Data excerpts
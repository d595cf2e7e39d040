//! Counter sales, customer accounts and store credit routes.

use super::{
    AppState,
    error::{ApiResult, ok},
};
use crate::{
    core::{
        customer::{self, CustomerHistory, NewCustomer},
        sale::{self, DailySummary, Receipt, SaleRequest, SaleWithItems},
        tenant::OutletContext,
    },
    entities::{credit_payment, customer as customer_entity, sale_transaction},
};
use axum::{
    Json, Router,
    extract::{Path, Query, State},
    routing::{get, post},
};
use chrono::{NaiveDate, Utc};
use serde::{Deserialize, Serialize};

/// Routes under `/api`
pub fn routes() -> Router<AppState> {
    Router::new()
        .route("/sales", get(sales_history).post(submit_sale))
        .route("/sales/summary", get(daily_summary))
        .route("/sales/{id}/receipt", get(receipt))
        .route("/sales/{id}/void", post(void_sale))
        .route("/customers", get(list_customers).post(create_customer))
        .route("/customers/credit", get(credit_list))
        .route("/customers/{id}/history", get(customer_history))
        .route(
            "/customers/{id}/payments",
            get(credit_payments).post(record_credit_payment),
        )
}

async fn submit_sale(
    State(state): State<AppState>,
    ctx: OutletContext,
    Json(request): Json<SaleRequest>,
) -> ApiResult<SaleWithItems> {
    ok(sale::submit_sale(&state.db, ctx.outlet_id(), request, Utc::now()).await?)
}

#[derive(Debug, Deserialize)]
struct HistoryQuery {
    #[serde(default = "default_limit")]
    limit: u64,
}

const fn default_limit() -> u64 {
    50
}

async fn sales_history(
    State(state): State<AppState>,
    ctx: OutletContext,
    Query(query): Query<HistoryQuery>,
) -> ApiResult<Vec<sale_transaction::Model>> {
    ok(sale::sales_history(&state.db, ctx.outlet_id(), query.limit).await?)
}

async fn receipt(State(state): State<AppState>, ctx: OutletContext, Path(id): Path<i64>) -> ApiResult<Receipt> {
    ok(sale::receipt(&state.db, &ctx, id).await?)
}

async fn void_sale(
    State(state): State<AppState>,
    ctx: OutletContext,
    Path(id): Path<i64>,
) -> ApiResult<sale_transaction::Model> {
    ok(sale::void_sale(&state.db, &ctx, id).await?)
}

#[derive(Debug, Deserialize)]
struct SummaryQuery {
    date: Option<NaiveDate>,
}

async fn daily_summary(
    State(state): State<AppState>,
    ctx: OutletContext,
    Query(query): Query<SummaryQuery>,
) -> ApiResult<DailySummary> {
    let date = query.date.unwrap_or_else(|| Utc::now().date_naive());
    ok(sale::daily_summary(&state.db, ctx.outlet_id(), date).await?)
}

async fn list_customers(State(state): State<AppState>, ctx: OutletContext) -> ApiResult<Vec<customer_entity::Model>> {
    ok(customer::list_customers(&state.db, ctx.outlet_id()).await?)
}

async fn create_customer(
    State(state): State<AppState>,
    ctx: OutletContext,
    Json(input): Json<NewCustomer>,
) -> ApiResult<customer_entity::Model> {
    ok(customer::create_customer(&state.db, ctx.outlet_id(), input).await?)
}

async fn credit_list(State(state): State<AppState>, ctx: OutletContext) -> ApiResult<Vec<customer_entity::Model>> {
    ok(customer::credit_list(&state.db, ctx.outlet_id()).await?)
}

async fn customer_history(
    State(state): State<AppState>,
    ctx: OutletContext,
    Path(id): Path<i64>,
) -> ApiResult<CustomerHistory> {
    ok(customer::customer_history(&state.db, ctx.outlet_id(), id).await?)
}

async fn credit_payments(
    State(state): State<AppState>,
    ctx: OutletContext,
    Path(id): Path<i64>,
) -> ApiResult<Vec<credit_payment::Model>> {
    ok(customer::credit_payments(&state.db, ctx.outlet_id(), id).await?)
}

#[derive(Debug, Deserialize)]
struct PaymentRequest {
    amount: f64,
    #[serde(default)]
    notes: Option<String>,
}

#[derive(Debug, Serialize)]
struct PaymentReceipt {
    payment: credit_payment::Model,
    customer: customer_entity::Model,
}

async fn record_credit_payment(
    State(state): State<AppState>,
    ctx: OutletContext,
    Path(id): Path<i64>,
    Json(req): Json<PaymentRequest>,
) -> ApiResult<PaymentReceipt> {
    let (payment, customer) =
        customer::record_credit_payment(&state.db, ctx.outlet_id(), id, req.amount, req.notes).await?;
    ok(PaymentReceipt { payment, customer })
}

§ **Brief**: Exactly how many lines in the data above contain the word "CustomerHistory"? Respond with the number and nothing more.

§ **Response area**: 2